Chercher des terrains, rassurer les multinationales, s'assurer que ne figurent pas sur ses listes d'attente des élèves qui auraient déjà trouvé place au Collège du Léman à Versoix, ou à la British School de Genthod. Toutes deux croulent également sous les demandes. Le Collège du Léman, fort de quelque 1250 élèves, s'apprête à recevoir 200 élèves de plus en septembre et prévoit la construction de 40 classes pour la rentrée de janvier 2002. La British School préfère se contenter du «small is beautiful». On n'augmentera donc pas les effectifs de cette école primaire de 170 élèves.

Tout le monde s'accorde à dire que la promotion économique de Genève a peut-être pêché de trop gros poissons par rapport à ce que le canton peut offrir. Certains se demandent déjà pourquoi l'Etat ne mettrait pas aussi à disposition des maturités bilingues, français-anglais en l'occurrence, pour satisfaire la demande et honorer également les impôts que les employés des multinationales vont apporter dans les caisses de l'Etat de Genève.

Robert Kuster, patron de la promotion genevoise, est d'avis qu'il faut aujourd'hui ralentir le processus d'acquisition de nouvelles sociétés et se concentrer sur la gestion des goulots d'étranglement qui découlent de l'afflux des nouveaux arrivants: le problème se situe au niveau des écoles bien sûr, mais aussi à celui des logements, et de la mise à disposition de bureaux et de technologies adaptés aux besoins.

Un nouvel établissement?

Quoi qu'il en soit, Robert Kuster pense, comme bien d'autres, que l'Ecole Internationale ne pourra pas s'agrandir indéfiniment sans que cela ne se fasse au détriment de la qualité de l'enseignement offert. «Quand le nombre des 5000 élèves aura été atteint, il faudra que nous nous tournions vers d'autres établissements, comme Florimont ou l'Ecole Moser». Jean Jacques Streuli estime, lui, que Genève ou la région pourrait accueillir une nouvelle école internationale, ce qui aurait pour conséquence bénéfique de stimuler la concurrence entre les établissements.
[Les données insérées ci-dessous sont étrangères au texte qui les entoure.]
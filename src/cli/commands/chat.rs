//! Chat command: one conversation with the model and the travel tools.

use crate::capabilities::{is_image, register_default_tools};
use crate::cli::output::format_duration;
use crate::cli::preflight::{self, Operation};
use crate::cli::Output;
use crate::config::{ModelProvider, Prompts, Settings};
use crate::conversation::Turn;
use crate::error::TripsyError;
use crate::model::create_model_client;
use crate::orchestrator::{ChatOutcome, Orchestrator};
use crate::tools::ToolRegistry;
use anyhow::{bail, Result};
use console::style;
use std::path::{Path, PathBuf};
use std::time::Instant;
use tokio_util::sync::CancellationToken;
use tracing::{debug, info};

/// Options for a single chat run.
#[derive(Debug, Clone, Default)]
pub struct ChatOptions {
    pub prompt: String,
    pub attach: Option<String>,
    pub provider: Option<ModelProvider>,
    pub model: Option<String>,
    pub max_cycles: Option<usize>,
    pub parallel: bool,
    pub show_transcript: bool,
}

/// Apply command-line overrides on top of the loaded settings.
fn apply_overrides(settings: &mut Settings, options: &ChatOptions) {
    if let Some(provider) = options.provider {
        if provider != settings.model.provider {
            settings.model.model = None;
        }
        settings.model.provider = provider;
    }
    if let Some(model) = &options.model {
        settings.model.model = Some(model.clone());
    }
    if let Some(max_cycles) = options.max_cycles {
        settings.orchestrator.max_cycles = max_cycles;
    }
    if options.parallel {
        settings.orchestrator.parallel_dispatch = true;
    }
}

/// Mention an uploaded file in the request so the model can pass its path to a tool.
fn with_attachment(prompt: &str, attachment: Option<&Path>) -> String {
    match attachment {
        Some(path) if is_image(path) => {
            format!("{} I have uploaded an image at {}.", prompt, path.display())
        }
        Some(path) => format!("{} I have uploaded a video at {}.", prompt, path.display()),
        None => prompt.to_string(),
    }
}

/// Run the chat command.
pub async fn run_chat(options: ChatOptions, mut settings: Settings) -> Result<()> {
    apply_overrides(&mut settings, &options);

    let attachment = match &options.attach {
        Some(raw) => match attachment_path(raw) {
            Some(path) => Some(path.canonicalize().unwrap_or(path)),
            None => bail!("Attachment not found: {}", raw),
        },
        None => None,
    };

    let operation = match &attachment {
        Some(path) if !is_image(path) => Operation::Video,
        _ => Operation::Chat,
    };
    if let Err(e) = preflight::check(operation, &settings) {
        Output::error(&format!("{}", e));
        Output::info("Run 'tripsy doctor' for detailed diagnostics.");
        return Err(e.into());
    }

    let prompts = Prompts::load(
        settings.prompts.base_prompt_path.as_deref(),
        Some(&settings.prompts.variables),
    )?;
    let request = prompts.render_base(&with_attachment(&options.prompt, attachment.as_deref()));
    debug!("Rendered prompt: {}", request);

    let client = create_model_client(&settings.model)?;
    let mut registry = ToolRegistry::new();
    register_default_tools(&mut registry, &settings, client.clone())?;
    let orchestrator = Orchestrator::from_settings(client, &settings).with_registry(registry);

    info!(
        "Using {} model {} with up to {} tool cycle(s)",
        settings.model.provider,
        settings.model.model(),
        orchestrator.max_cycles()
    );

    let cancel = CancellationToken::new();
    let on_interrupt = cancel.clone();
    tokio::spawn(async move {
        if tokio::signal::ctrl_c().await.is_ok() {
            on_interrupt.cancel();
        }
    });

    let started = Instant::now();
    let spinner = Output::spinner("Planning your trip...");
    let result = orchestrator
        .chat_with_cancel(Turn::user_text(request), cancel)
        .await;
    spinner.finish_and_clear();

    let outcome = match result {
        Ok(outcome) => outcome,
        Err(TripsyError::Cancelled) => {
            Output::warning("Cancelled.");
            return Ok(());
        }
        Err(e @ TripsyError::LoopBudgetExceeded { .. }) => {
            Output::error(&e.to_string());
            Output::info("Raise the limit with --max-cycles or [orchestrator] max_cycles.");
            return Err(e.into());
        }
        Err(e) => {
            Output::error(&e.to_string());
            return Err(e.into());
        }
    };

    if options.show_transcript {
        Output::header("Transcript");
        for (index, turn) in outcome.transcript.turns().iter().enumerate() {
            Output::turn(index, turn);
        }
    }

    println!("\n{}\n", outcome.text());
    print_summary(&outcome, started.elapsed().as_secs_f64());

    Ok(())
}

fn print_summary(outcome: &ChatOutcome, elapsed: f64) {
    let invocations: Vec<_> = outcome
        .transcript
        .turns()
        .iter()
        .flat_map(|t| t.invocations())
        .collect();
    let failures = outcome
        .transcript
        .turns()
        .iter()
        .flat_map(|t| t.outcomes())
        .filter(|o| o.is_error)
        .count();

    if !invocations.is_empty() {
        println!("{}", style("Tools used:").dim());
        for invocation in &invocations {
            Output::list_item(&invocation.tool_name);
        }
    }

    let mut summary = format!(
        "{} cycle(s), {} tool call(s) in {}",
        outcome.cycles,
        invocations.len(),
        format_duration(elapsed)
    );
    if failures > 0 {
        summary.push_str(&format!(", {} failed", failures));
    }
    println!("{}", style(summary).dim());
}

/// Expand `~` and keep the path only if it names an existing file.
fn attachment_path(path: &str) -> Option<PathBuf> {
    let path = Settings::expand_path(path);
    path.is_file().then_some(path)
}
Quid d'un partenariat avec le public, qui pourrait fournir des formations internationalement compatibles dont le mérite serait de répondre aux besoins de l'économie genevoise? Pour Marianne Extermann, directrice générale de l'enseignement secondaire postobligatoire, ce n'est pas la demande qui manque, mais le corps professoral qualifié qui fait défaut. Une première volée de matu commerciale bilingue français-anglais sortira de l'Ecole de commerce André-Chavanne en juin. Pour généraliser cette pratique, il faudrait avoir sous la main des profs capables d'enseigner une matière dans une autre langue. Et pour cela changer les lois de nomination du corps enseignant, un processus toujours un peu long dans notre démocratie.

Pour l'heure, l'Ecole genevoise se prépare à accueillir tous les petits étrangers qui n'auront pas trouvé de place dans le privé. Elle mettra un point d'honneur à bien les intégrer.